その他の構成については、 DM 高度タスクコンフィグレーションファイルを参照してください。

データ移行タスクを開始する前に、 check-taskのtiup dmctlサブコマンドを使用して、構成が DM 構成要件を満たしているかどうかを確認することをお勧めします。

tiup dmctl --master-addr ${advertise-addr} check-task task.yaml

tiup dmctlを使用して、次のコマンドを実行し、データ移行タスクを開始します。

tiup dmctl --master-addr ${advertise-addr} start-task task.yaml

このコマンドのパラメータは、以下のように説明されます。

パラメータ	説明
--マスターアドレス	dmctlが接続するクラスタ内の任意のDMマスターノードの{advertise-addr}。例：172.16.10.71:8261
タスクの開始	データ移行タスクを開始します。

タスクの開始に失敗した場合は、返された結果のプロンプトメッセージに従って構成を変更し、次にstart-task task.yamlのtiup dmctlサブコマンドを実行してタスクを再開します。問題が発生した場合は、エラーを処理するおよびTiDB Data Migrationに関するFAQを参照してください。

移行状況を確認する

query-status tiup dmctl } コマンドを実行すると、DM クラスターで実行中の移行タスクとそのステータスを確認できます。

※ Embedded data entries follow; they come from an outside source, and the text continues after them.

use crate::cue::CueParser;
use crate::cue::models::{CueSheet, SheetMeta, Track};
use crate::dsf::error::{DsfError, DsfResult, ErrorKind};
use crate::dsf::models::DsfHeader;
use crate::dsf::reader::read_dsf_header;
use crate::dsf::resolver::{TrackRange, resolve_track_range};
use crate::dsf::writer::extract_track;
use crate::dsf::writer::id3::{OutputTag, append_tag, build_id3v2_tag};
use indicatif::{MultiProgress, ProgressBar, ProgressStyle};
use lazy_static::lazy_static;
use log::{debug, error, info, warn};
use regex::Regex;
use std::fs::File;
use std::io::{BufReader, Read, Seek};
use std::path::{Path, PathBuf};

pub mod error;
pub mod models;
pub mod reader;
pub mod resolver;
pub mod writer;

lazy_static! {
    static ref UNSAFE_FILE_NAME_CHARS: Regex = Regex::new(r#"[<>:"/\\|?*\x00-\x1f]"#).unwrap();
}

#[derive(Debug, Clone, Default)]
pub struct SplitOptions {
    /// Where split tracks are written, defaults to the CUE sheet's directory
    pub output_dir: Option<PathBuf>,

    /// Overwrite existing output files
    pub force: bool,

    /// Reject sources whose data does not end on a block boundary
    pub strict_blocks: bool,
}

#[derive(Debug, Clone, PartialEq)]
pub struct TrackSummary {
    pub output_path: PathBuf,
    pub range: TrackRange,
    pub duration_secs: f64,
    pub bytes_written: u64,
}

#[derive(Debug, Clone, PartialEq)]
pub enum TrackStatus {
    Written(TrackSummary),
    Failed { kind: ErrorKind, reason: String },
}

#[derive(Debug, Clone, PartialEq)]
pub struct TrackOutcome {
    pub track_number: u32,
    pub title: String,
    pub status: TrackStatus,
}

#[derive(Debug, Clone, PartialEq, Default)]
pub struct SplitReport {
    pub outcomes: Vec<TrackOutcome>,
}

impl SplitReport {
    pub fn written(&self) -> usize {
        self.outcomes
            .iter()
            .filter(|outcome| matches!(outcome.status, TrackStatus::Written(_)))
            .count()
    }

    pub fn failed(&self) -> usize {
        self.outcomes.len() - self.written()
    }
}

/// Parses the CUE sheet at `cue_path` and splits every track it lists.
///
/// A sheet that cannot be parsed fails the whole run before anything is written. Failures of
/// single tracks are recorded in the returned report instead.
pub fn split_cue_file(
    pb: MultiProgress,
    cue_path: &Path,
    options: &SplitOptions,
) -> DsfResult<SplitReport> {
    debug!("Parsing CUE file: {:?}", cue_path);
    let sheet = CueParser::new(cue_path).parse()?;

    let base_dir = match cue_path.parent() {
        Some(parent) if !parent.as_os_str().is_empty() => parent,
        _ => Path::new("."),
    };

    split_sheet(pb, &sheet, base_dir, options)
}

/// Splits an already parsed sheet whose `FILE` names are relative to `base_dir`.
pub fn split_sheet(
    pb: MultiProgress,
    sheet: &CueSheet,
    base_dir: &Path,
    options: &SplitOptions,
) -> DsfResult<SplitReport> {
    let output_dir = options.output_dir.as_deref().unwrap_or(base_dir);
    std::fs::create_dir_all(output_dir)?;

    let track_total = sheet.track_count();

    info!("Album:  {}", sheet.meta.title.as_deref().unwrap_or("?"));
    info!("Artist: {}", sheet.meta.performer.as_deref().unwrap_or("?"));
    info!("Tracks: {track_total}");

    let progress = pb.add(ProgressBar::new(track_total as u64));
    if let Ok(style) = ProgressStyle::with_template("[{bar:40}] {pos}/{len} {msg}") {
        progress.set_style(style.progress_chars("=> "));
    }

    let mut report = SplitReport::default();

    for file in &sheet.files {
        let source_path = base_dir.join(&file.filename);
        info!("Reading: {}", file.filename);

        // The source stays open for all of its tracks and is closed at the end of this block
        let mut source = match open_source(&source_path, options) {
            Ok(source) => source,
            Err(err) => {
                error!("{err}");
                for track in &file.tracks {
                    report.outcomes.push(TrackOutcome {
                        track_number: track.number,
                        title: track.display_title(),
                        status: TrackStatus::Failed {
                            kind: err.kind(),
                            reason: err.to_string(),
                        },
                    });
                    progress.inc(1);
                }
                continue;
            }
        };

        for (index, track) in file.tracks.iter().enumerate() {
            let title = track.display_title();
            progress.set_message(title.clone());
            info!("Track {:02}: {}", track.number, title);

            let job = TrackJob {
                tracks: &file.tracks,
                index,
                meta: &sheet.meta,
                track_total,
                output_dir,
                force: options.force,
            };

            let status = match job.run(&mut source.reader, &source.header) {
                Ok(summary) => {
                    info!(
                        "  OK: {} ({:.1}s, blocks {}-{})",
                        file_name(&summary.output_path),
                        summary.duration_secs,
                        summary.range.start_block,
                        summary.range.end_block
                    );
                    TrackStatus::Written(summary)
                }
                Err(err) => {
                    error!("  FAILED: {err}");
                    TrackStatus::Failed {
                        kind: err.kind(),
                        reason: err.to_string(),
                    }
                }
            };

            report.outcomes.push(TrackOutcome {
                track_number: track.number,
                title,
                status,
            });
            progress.inc(1);
        }
    }

    progress.finish_and_clear();

    Ok(report)
}

/// Reads and logs the header of a single DSF file.
pub fn inspect_dsf(path: &Path) -> DsfResult<DsfHeader> {
    let mut reader = BufReader::new(File::open(path)?);
    let header = read_dsf_header(&mut reader)?;
    let params = &header.params;

    info!("File:            {}", path.display());
    info!("Channels:        {}", params.channel_count);
    info!("Sample rate:     {} Hz", params.sample_rate);
    info!("Block size:      {} bytes per channel", params.block_size_per_channel);
    info!("Samples:         {} per channel", header.fmt.sample_count);
    info!(
        "Data:            {} byte chunk, {} audio bytes at offset {}",
        header.data.chunk_size, params.data_len, params.data_offset
    );
    info!(
        "Blocks:          {} ({:.2} ms each)",
        params.total_blocks(),
        params.block_duration_secs() * 1000.0
    );
    info!("Duration:        {:.1}s", params.duration_secs());
    if params.has_partial_block() {
        warn!(
            "Data ends in a partial block of {} bytes",
            params.data_len % params.block_stride()
        );
    }
    if header.dsd.metadata_offset != 0 {
        info!("Metadata:        at offset {}", header.dsd.metadata_offset);
    }

    Ok(header)
}

/// Output file name for a track: `NN - Title.dsf`.
pub fn output_file_name(track: &Track) -> String {
    let title = track.display_title();
    let title = UNSAFE_FILE_NAME_CHARS.replace_all(&title, "_");
    format!("{:02} - {}.dsf", track.number, title)
}

struct OpenSource {
    reader: BufReader<File>,
    header: DsfHeader,
}

fn open_source(path: &Path, options: &SplitOptions) -> DsfResult<OpenSource> {
    let wrap = |source: DsfError| DsfError::SourceUnavailable {
        path: path.to_path_buf(),
        source: Box::new(source),
    };

    let file = File::open(path).map_err(|err| wrap(err.into()))?;
    let mut reader = BufReader::with_capacity(8 * 1024 * 1024, file); // 8 MB buffer
    let header = read_dsf_header(&mut reader).map_err(wrap)?;

    let params = &header.params;
    if params.has_partial_block() {
        if options.strict_blocks {
            return Err(wrap(DsfError::PartialTrailingBlock {
                data_len: params.data_len,
                block_stride: params.block_stride(),
            }));
        }
        warn!(
            "{}: trailing {} bytes do not fill a block and are left out",
            path.display(),
            params.data_len % params.block_stride()
        );
    }

    Ok(OpenSource { reader, header })
}

/// Everything needed to resolve, extract, tag and write one track.
struct TrackJob<'a> {
    tracks: &'a [Track],
    index: usize,
    meta: &'a SheetMeta,
    track_total: usize,
    output_dir: &'a Path,
    force: bool,
}

impl TrackJob<'_> {
    fn run<R: Read + Seek>(&self, source: &mut R, header: &DsfHeader) -> DsfResult<TrackSummary> {
        let track = &self.tracks[self.index];
        let range = resolve_track_range(self.tracks, self.index, &header.params)?;
        debug!(
            "Track {} starts at {}, blocks {}-{}",
            track.number, track.start, range.start_block, range.end_block
        );

        let output_path = self.output_dir.join(output_file_name(track));
        if !self.force && std::fs::metadata(&output_path).is_ok() {
            return Err(DsfError::OutputFileAlreadyExists(output_path));
        }

        let mut container = extract_track(source, header, &range)?;
        let tag = build_id3v2_tag(&OutputTag::for_track(self.meta, track, self.track_total))?;
        append_tag(&mut container, &tag);

        std::fs::write(&output_path, &container)?;

        Ok(TrackSummary {
            output_path,
            range,
            duration_secs: range.duration_secs(&header.params),
            bytes_written: container.len() as u64,
        })
    }
}

fn file_name(path: &Path) -> String {
    path.file_name()
        .map(|name| name.to_string_lossy().into_owned())
        .unwrap_or_default()
}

tiup dmctl --master-addr ${advertise-addr} query-status ${task-name}

詳細については、クエリステータスを参照してください。

タスクを監視し、ログを表示する

移行タスクの履歴や内部運用指標は、Grafanaまたはログを通じて確認できます。

Grafana経由
TiUPを使用してDMクラスタをデプロイする際に、Prometheus、Alertmanager、およびGrafanaが正しくデプロイされていれば、GrafanaでDMの監視メトリクスを表示できます。具体的には、デプロイ時に指定したIPアドレスとポートをGrafanaに入力し、DMダッシュボードを選択してください。
ログ経由
DMが実行されている場合、DM-master、DM-worker、およびdmctlは、移行タスクに関する情報を含むログを出力します。各コンポーネントのログディレクトリは以下のとおりです。
- DM-master ログディレクトリ: これは、DM-master コマンドラインパラメータ--log-fileで指定されます。DM がTiUPを使用してデプロイされている場合、ログディレクトリは/dm-deploy/dm-master-8261/log/です。
- DM-worker のログディレクトリ: これは、DM-worker コマンドラインパラメータ--log-fileで指定されます。DM がTiUPを使用してデプロイされている場合、ログディレクトリは/dm-deploy/dm-worker-8262/log/です。